Cost Inflation Threatens Deepwater Recovery
Cost inflation could threaten the deepwater industry by raising break-even costs, according to a new report from Wood Mackenzie (WoodMac).
The report notes that the cost to develop new deepwater barrels has fallen over 50 percent since 2013 and highlights steps operators have taken to lower their costs.
But it also warns of the cyclical nature of inflation.
“One of the key drivers in cost reduction in deepwater projects is lower rig costs, which is a cyclical factor,” research director Angus Rodger, said in a release.
“But more importantly, there have also been big structural changes, such as the faster drilling of wells. For example, in the U.S. Gulf of Mexico it now takes half the time to drill a deepwater well compared to 2014.”
WoodMac expects annual CAPEX for deepwater to reach nearly $60 billion by 2022, driven by large projects in Guyana, Brazil and Mozambique. However, that increase could be offset by offshore cost inflation, including rig day rates that could double by the early 2020s.
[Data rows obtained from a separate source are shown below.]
//! Source Resolver: folds an externally obtained profile into the document.
//!
//! Precedence, per field:
//! - scalars: a blank incoming value is treated as not supplied. Before the
//!   user has edited anything the incoming value wins; afterwards it only
//!   fills fields that are still blank.
//! - lists: replaced wholesale by a non-empty incoming list; an empty incoming
//!   list never displaces an existing one.
//! - fields the source does not supply are left untouched.

use serde::Serialize;
use tracing::{info, warn};

use crate::document::{sample_document, ChangeOrigin, DocumentStore, EditFlags};
use crate::errors::ProfileError;
use crate::models::patch::ProfilePatch;
use crate::models::profile::{FieldKey, FieldValue, ProfileDocument};
use crate::models::source::SourceProfile;

/// What a merge did, field by field.
#[derive(Debug, Clone, Default, PartialEq, Eq, Serialize)]
pub struct MergeReport {
    pub revision: u64,
    /// Fields overwritten by the incoming source.
    pub applied: Vec<FieldKey>,
    /// Fields the source supplied but the current value was kept.
    pub preserved: Vec<FieldKey>,
}

/// Field-scoped patches to apply plus the fields kept as-is.
#[derive(Debug, Clone, Default, PartialEq, Eq)]
pub struct MergePlan {
    pub patches: Vec<ProfilePatch>,
    pub preserved: Vec<FieldKey>,
}

impl MergePlan {
    fn scalar(
        &mut self,
        key: FieldKey,
        current: &str,
        incoming: Option<&String>,
        flags: EditFlags,
    ) {
        let Some(incoming) = incoming.filter(|v| !v.trim().is_empty()) else {
            return;
        };
        if !flags.user_edited || current.trim().is_empty() {
            if current != incoming {
                self.patches.push(ProfilePatch::Field {
                    key,
                    value: FieldValue::Text(incoming.clone()),
                });
            }
        } else {
            self.preserved.push(key);
        }
    }

    fn list(&mut self, key: FieldKey, current_len: usize, incoming: Option<FieldValue>) {
        let Some(incoming) = incoming else {
            return;
        };
        if incoming.is_blank() {
            if current_len > 0 {
                self.preserved.push(key);
            }
            return;
        }
        self.patches.push(ProfilePatch::Field {
            key,
            value: incoming,
        });
    }
}

/// Computes the merge of `incoming` into `current` without touching any store.
pub fn plan_merge(
    current: &ProfileDocument,
    flags: EditFlags,
    incoming: &SourceProfile,
) -> MergePlan {
    let mut plan = MergePlan::default();

    plan.scalar(FieldKey::FullName, &current.full_name, incoming.full_name.as_ref(), flags);
    plan.scalar(FieldKey::Title, &current.title, incoming.title.as_ref(), flags);
    plan.scalar(FieldKey::Email, &current.email, incoming.email.as_ref(), flags);
    plan.scalar(FieldKey::Phone, &current.phone, incoming.phone.as_ref(), flags);
    plan.scalar(FieldKey::Location, &current.location, incoming.location.as_ref(), flags);
    plan.scalar(FieldKey::Summary, &current.summary, incoming.summary.as_ref(), flags);

    plan.list(
        FieldKey::Skills,
        current.skills.len(),
        incoming.skills.clone().map(FieldValue::TextList),
    );
    plan.list(
        FieldKey::Languages,
        current.languages.len(),
        incoming.languages.clone().map(FieldValue::TextList),
    );
    plan.list(
        FieldKey::Education,
        current.education.len(),
        incoming.education.clone().map(FieldValue::Education),
    );
    plan.list(
        FieldKey::Experience,
        current.experience.len(),
        incoming.experience.clone().map(FieldValue::Experience),
    );
    plan.list(
        FieldKey::Projects,
        current.projects.len(),
        incoming.projects.clone().map(FieldValue::Projects),
    );

    plan
}

/// Merges a source payload into the store in one atomic step.
///
/// An absent payload performs no merge and reports `SourceUnavailable`. In that
/// case the store falls back to the sample document, but only if no document
/// has been established yet this session.
pub fn merge_source(
    store: &DocumentStore,
    incoming: Option<&SourceProfile>,
) -> Result<MergeReport, ProfileError> {
    let Some(incoming) = incoming else {
        if !store.flags().established {
            let revision = store.replace_all(sample_document(), ChangeOrigin::Source);
            warn!("Profile source unavailable; falling back to sample document (revision {revision})");
        } else {
            warn!("Profile source unavailable; keeping current document");
        }
        return Err(ProfileError::SourceUnavailable);
    };

    let (revision, (applied, preserved)) = store.update(ChangeOrigin::Source, |doc, flags| {
        let plan = plan_merge(doc, flags, incoming);
        let mut applied = Vec::with_capacity(plan.patches.len());
        for patch in plan.patches {
            if let ProfilePatch::Field { key, .. } = &patch {
                applied.push(*key);
            }
            patch.apply_to(doc)?;
        }
        Ok((applied, plan.preserved))
    })?;

    info!(
        "Merged profile source at revision {revision}: {} applied, {} preserved",
        applied.len(),
        preserved.len()
    );

    Ok(MergeReport {
        revision,
        applied,
        preserved,
    })
}

#[cfg(test)]
mod tests {
    use super::*;
    use crate::models::profile::Experience;

    fn edited() -> EditFlags {
        EditFlags {
            user_edited: true,
            established: true,
        }
    }

    #[test]
    fn test_empty_incoming_list_never_displaces_existing() {
        let store = DocumentStore::new();
        store.replace_all(
            ProfileDocument {
                skills: vec!["Go".into()],
                ..Default::default()
            },
            ChangeOrigin::Source,
        );

        let incoming = SourceProfile {
            skills: Some(vec![]),
            ..Default::default()
        };
        let report = merge_source(&store, Some(&incoming)).unwrap();

        assert_eq!(store.get().skills, vec!["Go".to_string()]);
        assert_eq!(report.preserved, vec![FieldKey::Skills]);
    }

    #[test]
    fn test_blank_title_is_filled_from_source() {
        let store = DocumentStore::new();
        let incoming = SourceProfile {
            title: Some("Engineer".into()),
            ..Default::default()
        };
        merge_source(&store, Some(&incoming)).unwrap();
        assert_eq!(store.get().title, "Engineer");
    }

    #[test]
    fn test_user_set_title_is_preserved() {
        let store = DocumentStore::new();
        store
            .replace_field(
                FieldKey::Title,
                FieldValue::Text("Architect".into()),
                ChangeOrigin::User,
            )
            .unwrap();

        let incoming = SourceProfile {
            title: Some("Engineer".into()),
            ..Default::default()
        };
        let report = merge_source(&store, Some(&incoming)).unwrap();

        assert_eq!(store.get().title, "Architect");
        assert_eq!(report.preserved, vec![FieldKey::Title]);
        assert!(report.applied.is_empty());
    }

    #[test]
    fn test_unedited_document_takes_source_values() {
        let current = ProfileDocument {
            full_name: "Old Name".into(),
            ..Default::default()
        };
        let incoming = SourceProfile {
            full_name: Some("New Name".into()),
            ..Default::default()
        };
        let plan = plan_merge(&current, EditFlags::default(), &incoming);
        assert_eq!(plan.patches.len(), 1);
        assert!(plan.preserved.is_empty());
    }

    #[test]
    fn test_blank_incoming_scalar_is_not_supplied() {
        let current = ProfileDocument {
            email: "kept@example.com".into(),
            ..Default::default()
        };
        let incoming = SourceProfile {
            email: Some("  ".into()),
            ..Default::default()
        };
        let plan = plan_merge(&current, EditFlags::default(), &incoming);
        assert!(plan.patches.is_empty());
    }

    #[test]
    fn test_edited_document_fills_only_blank_scalars() {
        let current = ProfileDocument {
            full_name: "Typed By User".into(),
            email: String::new(),
            ..Default::default()
        };
        let incoming = SourceProfile {
            full_name: Some("From Source".into()),
            email: Some("src@example.com".into()),
            ..Default::default()
        };
        let plan = plan_merge(&current, edited(), &incoming);
        assert_eq!(
            plan.patches,
            vec![ProfilePatch::Field {
                key: FieldKey::Email,
                value: FieldValue::Text("src@example.com".into()),
            }]
        );
        assert_eq!(plan.preserved, vec![FieldKey::FullName]);
    }

    #[test]
    fn test_non_empty_list_replaces_wholesale() {
        let current = ProfileDocument {
            experience: vec![Experience {
                title: "Old".into(),
                company: "A".into(),
                years: "2019".into(),
                description: String::new(),
            }],
            ..Default::default()
        };
        let new_jobs = vec![
            Experience {
                title: "New".into(),
                company: "B".into(),
                years: "2021".into(),
                description: String::new(),
            },
            Experience {
                title: "Newer".into(),
                company: "C".into(),
                years: "2023".into(),
                description: String::new(),
            },
        ];
        let incoming = SourceProfile {
            experience: Some(new_jobs.clone()),
            ..Default::default()
        };
        let mut doc = current.clone();
        for patch in plan_merge(&current, edited(), &incoming).patches {
            patch.apply_to(&mut doc).unwrap();
        }
        assert_eq!(doc.experience, new_jobs);
    }

    #[test]
    fn test_unsupplied_fields_are_untouched() {
        let store = DocumentStore::new();
        store.replace_all(
            ProfileDocument {
                phone: "+44 20 7946 0000".into(),
                ..Default::default()
            },
            ChangeOrigin::Source,
        );
        let incoming = SourceProfile {
            full_name: Some("Ada".into()),
            ..Default::default()
        };
        merge_source(&store, Some(&incoming)).unwrap();
        let doc = store.get();
        assert_eq!(doc.phone, "+44 20 7946 0000");
        assert_eq!(doc.full_name, "Ada");
    }

    #[test]
    fn test_absent_source_falls_back_to_sample_once() {
        let store = DocumentStore::new();
        let err = merge_source(&store, None).unwrap_err();
        assert_eq!(err, ProfileError::SourceUnavailable);
        assert!(store.flags().established);
        assert_eq!(store.get(), sample_document());

        store
            .replace_field(
                FieldKey::Summary,
                FieldValue::Text("mine".into()),
                ChangeOrigin::User,
            )
            .unwrap();
        let revision = store.revision();
        assert!(merge_source(&store, None).is_err());
        assert_eq!(store.revision(), revision);
        assert_eq!(store.get().summary, "mine");
    }
}
//! `ProfileGenerator` backed directly by Claude through [`LlmClient`].
//!
//! Produces values in the same shapes the remote generation service returns,
//! so the coordinator validates both backends the same way.

use async_trait::async_trait;
use serde::Deserialize;
use serde_json::Value;

use crate::generation::generator::{
    FieldRegenerationRequest, GenerateCvRequest, GeneratedCv, GenerationError, ProfileGenerator,
    TailorRequest,
};
use crate::generation::prompts::{
    EXPERIENCE_ITEM_INSTRUCTION, EXPERIENCE_LIST_INSTRUCTION, REGENERATE_PROMPT_TEMPLATE,
    SKILLS_INSTRUCTION, SUMMARY_INSTRUCTION, SUMMARY_PROMPT_TEMPLATE, TAILOR_PROMPT_TEMPLATE,
};
use crate::llm_client::prompts::{CV_WRITER_SYSTEM, GROUNDING_INSTRUCTION, JSON_ONLY_SYSTEM};
use crate::llm_client::LlmClient;
use crate::regeneration::target::RegenerableField;

#[derive(Debug, Deserialize)]
struct RegeneratedValue {
    value: Value,
}

pub struct LlmProfileGenerator {
    llm: LlmClient,
}

impl LlmProfileGenerator {
    pub fn new(llm: LlmClient) -> Self {
        Self { llm }
    }
}

#[async_trait]
impl ProfileGenerator for LlmProfileGenerator {
    fn backend(&self) -> &'static str {
        "anthropic"
    }

    async fn regenerate_field(
        &self,
        request: &FieldRegenerationRequest,
    ) -> Result<Value, GenerationError> {
        let prompt = build_regenerate_prompt(request);
        let system = format!("{CV_WRITER_SYSTEM} {JSON_ONLY_SYSTEM}");
        let reply: RegeneratedValue = self.llm.call_json(&prompt, &system).await?;
        Ok(reply.value)
    }

    async fn tailor(&self, request: &TailorRequest) -> Result<Value, GenerationError> {
        let document_json = serde_json::to_string_pretty(&request.current_document)
            .map_err(|e| GenerationError::Malformed(e.to_string()))?;
        let prompt = TAILOR_PROMPT_TEMPLATE
            .replace("{grounding_instruction}", GROUNDING_INSTRUCTION)
            .replace("{job_title}", &request.job_title)
            .replace("{document_json}", &document_json);
        let system = format!("{CV_WRITER_SYSTEM} {JSON_ONLY_SYSTEM}");
        Ok(self.llm.call_json(&prompt, &system).await?)
    }

    async fn generate_cv(
        &self,
        request: &GenerateCvRequest,
    ) -> Result<GeneratedCv, GenerationError> {
        let prompt = SUMMARY_PROMPT_TEMPLATE
            .replace("{title}", &request.title)
            .replace("{skills}", &request.skills)
            .replace("{experience_text}", &request.experience_text);
        let summary = self.llm.call_text(&prompt, CV_WRITER_SYSTEM).await?;
        Ok(GeneratedCv::Summary(summary))
    }
}

fn build_regenerate_prompt(request: &FieldRegenerationRequest) -> String {
    let field_instruction = match (request.field_key, request.index) {
        (RegenerableField::Summary, _) => SUMMARY_INSTRUCTION,
        (RegenerableField::Skills, _) => SKILLS_INSTRUCTION,
        (RegenerableField::Experience, Some(_)) => EXPERIENCE_ITEM_INSTRUCTION,
        (RegenerableField::Experience, None) => EXPERIENCE_LIST_INSTRUCTION,
    };
    let current_json =
        serde_json::to_string_pretty(&request.current).unwrap_or_else(|_| request.current.to_string());

    REGENERATE_PROMPT_TEMPLATE
        .replace("{grounding_instruction}", GROUNDING_INSTRUCTION)
        .replace("{field_instruction}", field_instruction)
        .replace("{current_json}", &current_json)
        .replace("{full_name}", &request.context.full_name)
        .replace("{title}", &request.context.title)
}

#[cfg(test)]
mod tests {
    use super::*;
    use crate::generation::generator::GenerationContext;
    use serde_json::json;

    fn request(field_key: RegenerableField, index: Option<usize>, current: Value) -> FieldRegenerationRequest {
        FieldRegenerationRequest {
            session_id: "s".into(),
            field_key,
            index,
            current,
            context: GenerationContext {
                full_name: "Ada Lovelace".into(),
                title: "Data Engineer".into(),
                phone: String::new(),
            },
        }
    }

    #[test]
    fn test_item_prompt_asks_for_description_only() {
        let prompt = build_regenerate_prompt(&request(
            RegenerableField::Experience,
            Some(0),
            json!({"title": "Analyst", "company": "Acme", "years": "2019", "description": "did things"}),
        ));
        assert!(prompt.contains(EXPERIENCE_ITEM_INSTRUCTION));
        assert!(prompt.contains("did things"));
        assert!(prompt.contains("Data Engineer"));
        assert!(!prompt.contains("{current_json}"));
    }

    #[test]
    fn test_skills_prompt_carries_current_list() {
        let prompt = build_regenerate_prompt(&request(
            RegenerableField::Skills,
            None,
            json!(["rust", "Rust", "SQL"]),
        ));
        assert!(prompt.contains(SKILLS_INSTRUCTION));
        assert!(prompt.contains("\"SQL\""));
        assert!(prompt.contains("Ada Lovelace"));
    }
}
“The return of cyclical inflation could see this epic period of deepwater cost reduction come to a close,” Rodger said. “The question now is how much of the ‘structural’ cost savings we have seen through the downturn will prove sustainable through the investment cycle, and which are just short-term company adaptions.”
Rodger went on to say that many of the cost savings aren’t as “sticky” as the industry would have you believe.
We’re “skeptical that many will stand the test of time during a sustained cyclical uptick,” he said.